## Assigned task:
Go line by line through the entries below and copy those containing the string "info".
____ Data section
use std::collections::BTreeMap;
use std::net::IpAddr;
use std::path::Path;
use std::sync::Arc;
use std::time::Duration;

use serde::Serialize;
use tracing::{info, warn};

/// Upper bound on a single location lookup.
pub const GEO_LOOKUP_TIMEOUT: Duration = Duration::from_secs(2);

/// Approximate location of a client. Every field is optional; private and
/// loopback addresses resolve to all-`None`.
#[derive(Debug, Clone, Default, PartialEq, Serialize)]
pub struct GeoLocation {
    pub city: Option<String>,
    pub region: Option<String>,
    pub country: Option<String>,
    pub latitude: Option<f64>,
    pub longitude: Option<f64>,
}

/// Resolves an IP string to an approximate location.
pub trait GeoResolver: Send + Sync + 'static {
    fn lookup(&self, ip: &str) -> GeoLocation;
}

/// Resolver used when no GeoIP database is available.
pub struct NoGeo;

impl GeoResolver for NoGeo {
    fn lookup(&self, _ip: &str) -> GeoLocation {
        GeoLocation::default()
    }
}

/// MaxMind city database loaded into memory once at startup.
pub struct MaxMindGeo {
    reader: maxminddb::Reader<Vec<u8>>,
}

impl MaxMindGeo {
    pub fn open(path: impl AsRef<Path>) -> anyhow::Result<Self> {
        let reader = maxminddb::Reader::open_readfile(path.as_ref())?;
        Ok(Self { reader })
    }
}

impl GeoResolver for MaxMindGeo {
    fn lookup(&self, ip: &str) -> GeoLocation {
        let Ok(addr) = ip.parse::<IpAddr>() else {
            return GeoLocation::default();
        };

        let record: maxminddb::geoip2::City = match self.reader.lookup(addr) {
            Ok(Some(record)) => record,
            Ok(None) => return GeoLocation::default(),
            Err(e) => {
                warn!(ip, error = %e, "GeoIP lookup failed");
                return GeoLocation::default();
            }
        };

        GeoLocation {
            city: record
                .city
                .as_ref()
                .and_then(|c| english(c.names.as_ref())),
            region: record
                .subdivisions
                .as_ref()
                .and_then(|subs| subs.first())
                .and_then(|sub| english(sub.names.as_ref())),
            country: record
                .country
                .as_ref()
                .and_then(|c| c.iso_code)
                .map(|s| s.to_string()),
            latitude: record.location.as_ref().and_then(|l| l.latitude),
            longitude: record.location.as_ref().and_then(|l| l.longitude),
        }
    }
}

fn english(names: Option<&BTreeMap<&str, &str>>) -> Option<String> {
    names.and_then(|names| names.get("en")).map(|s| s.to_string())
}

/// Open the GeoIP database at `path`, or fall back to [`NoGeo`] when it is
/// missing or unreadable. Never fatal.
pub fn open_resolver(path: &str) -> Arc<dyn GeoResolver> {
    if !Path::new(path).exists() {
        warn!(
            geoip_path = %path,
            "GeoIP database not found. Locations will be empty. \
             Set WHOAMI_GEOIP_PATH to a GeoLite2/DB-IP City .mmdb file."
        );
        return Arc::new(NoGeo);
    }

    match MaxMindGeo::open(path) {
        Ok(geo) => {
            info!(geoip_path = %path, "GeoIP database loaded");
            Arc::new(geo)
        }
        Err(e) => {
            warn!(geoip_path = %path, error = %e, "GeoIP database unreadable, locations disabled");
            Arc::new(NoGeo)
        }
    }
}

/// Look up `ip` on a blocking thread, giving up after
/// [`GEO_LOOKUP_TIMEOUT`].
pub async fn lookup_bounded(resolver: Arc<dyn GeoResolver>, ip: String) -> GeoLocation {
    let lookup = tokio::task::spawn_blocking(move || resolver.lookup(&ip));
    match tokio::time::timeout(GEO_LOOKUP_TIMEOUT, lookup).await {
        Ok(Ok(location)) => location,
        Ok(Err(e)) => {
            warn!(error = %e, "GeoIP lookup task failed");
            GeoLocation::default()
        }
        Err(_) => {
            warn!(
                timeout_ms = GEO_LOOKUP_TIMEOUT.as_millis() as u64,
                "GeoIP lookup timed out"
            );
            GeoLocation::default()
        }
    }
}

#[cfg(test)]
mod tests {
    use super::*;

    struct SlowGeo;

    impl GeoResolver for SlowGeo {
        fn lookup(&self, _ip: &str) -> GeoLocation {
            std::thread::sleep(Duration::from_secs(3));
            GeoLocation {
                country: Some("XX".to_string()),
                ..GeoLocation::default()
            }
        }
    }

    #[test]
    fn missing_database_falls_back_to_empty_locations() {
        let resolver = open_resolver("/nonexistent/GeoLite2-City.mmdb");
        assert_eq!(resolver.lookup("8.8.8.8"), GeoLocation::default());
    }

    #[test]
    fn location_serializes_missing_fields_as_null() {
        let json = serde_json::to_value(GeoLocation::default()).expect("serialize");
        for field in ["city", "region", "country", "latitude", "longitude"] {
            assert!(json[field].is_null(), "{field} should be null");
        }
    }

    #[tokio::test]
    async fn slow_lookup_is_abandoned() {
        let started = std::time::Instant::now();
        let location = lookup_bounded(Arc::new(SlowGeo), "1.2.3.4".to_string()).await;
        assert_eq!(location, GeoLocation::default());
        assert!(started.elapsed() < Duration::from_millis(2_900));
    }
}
________
____ Data section
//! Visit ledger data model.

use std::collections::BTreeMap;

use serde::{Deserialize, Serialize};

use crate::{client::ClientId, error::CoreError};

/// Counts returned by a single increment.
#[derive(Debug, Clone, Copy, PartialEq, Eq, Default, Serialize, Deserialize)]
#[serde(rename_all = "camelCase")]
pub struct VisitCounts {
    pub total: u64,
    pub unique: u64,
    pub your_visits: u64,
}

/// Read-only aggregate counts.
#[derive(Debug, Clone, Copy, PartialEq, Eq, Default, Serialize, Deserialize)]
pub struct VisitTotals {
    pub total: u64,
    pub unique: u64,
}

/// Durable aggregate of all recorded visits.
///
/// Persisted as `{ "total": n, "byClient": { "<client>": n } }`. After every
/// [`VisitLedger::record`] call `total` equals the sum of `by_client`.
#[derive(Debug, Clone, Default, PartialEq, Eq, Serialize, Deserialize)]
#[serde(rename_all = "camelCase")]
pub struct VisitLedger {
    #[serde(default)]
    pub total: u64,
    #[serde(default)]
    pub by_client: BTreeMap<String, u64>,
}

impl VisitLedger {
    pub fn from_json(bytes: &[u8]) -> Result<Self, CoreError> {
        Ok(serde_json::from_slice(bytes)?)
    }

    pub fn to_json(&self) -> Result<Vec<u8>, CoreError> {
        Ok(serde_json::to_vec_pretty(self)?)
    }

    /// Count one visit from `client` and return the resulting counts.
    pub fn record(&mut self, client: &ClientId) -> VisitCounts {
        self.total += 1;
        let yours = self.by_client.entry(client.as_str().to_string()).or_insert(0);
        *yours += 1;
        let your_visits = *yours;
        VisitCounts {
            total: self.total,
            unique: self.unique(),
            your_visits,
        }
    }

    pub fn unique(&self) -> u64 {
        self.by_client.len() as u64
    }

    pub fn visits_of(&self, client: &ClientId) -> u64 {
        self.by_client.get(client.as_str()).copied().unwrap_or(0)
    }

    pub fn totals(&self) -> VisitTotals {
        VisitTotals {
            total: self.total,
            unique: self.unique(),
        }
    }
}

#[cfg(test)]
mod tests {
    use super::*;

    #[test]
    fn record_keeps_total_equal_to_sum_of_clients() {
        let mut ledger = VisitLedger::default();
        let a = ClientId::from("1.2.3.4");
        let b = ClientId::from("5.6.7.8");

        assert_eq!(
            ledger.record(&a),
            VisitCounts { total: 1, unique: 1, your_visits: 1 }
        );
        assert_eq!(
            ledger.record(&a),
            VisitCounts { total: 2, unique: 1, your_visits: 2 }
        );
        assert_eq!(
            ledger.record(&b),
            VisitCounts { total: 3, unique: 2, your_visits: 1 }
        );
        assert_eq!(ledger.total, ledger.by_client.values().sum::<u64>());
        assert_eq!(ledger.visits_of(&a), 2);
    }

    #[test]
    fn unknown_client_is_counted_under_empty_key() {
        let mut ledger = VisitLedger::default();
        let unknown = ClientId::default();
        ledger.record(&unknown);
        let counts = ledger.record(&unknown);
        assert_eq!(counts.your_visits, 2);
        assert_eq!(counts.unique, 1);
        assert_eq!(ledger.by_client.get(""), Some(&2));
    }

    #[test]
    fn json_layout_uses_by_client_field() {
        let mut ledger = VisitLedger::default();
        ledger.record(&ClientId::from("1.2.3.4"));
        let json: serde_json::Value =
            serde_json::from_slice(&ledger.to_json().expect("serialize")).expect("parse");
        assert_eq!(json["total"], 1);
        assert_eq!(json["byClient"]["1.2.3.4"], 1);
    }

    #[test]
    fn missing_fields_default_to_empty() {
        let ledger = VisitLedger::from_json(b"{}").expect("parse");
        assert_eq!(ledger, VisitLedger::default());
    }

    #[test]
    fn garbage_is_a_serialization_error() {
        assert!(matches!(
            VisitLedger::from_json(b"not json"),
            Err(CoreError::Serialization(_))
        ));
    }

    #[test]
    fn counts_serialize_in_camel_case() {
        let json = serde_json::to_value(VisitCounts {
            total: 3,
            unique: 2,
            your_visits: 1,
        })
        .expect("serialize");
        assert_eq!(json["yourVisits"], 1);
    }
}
________
## Solution for this exercise:
use tracing::{info, warn};
            info!(geoip_path = %path, "GeoIP database loaded");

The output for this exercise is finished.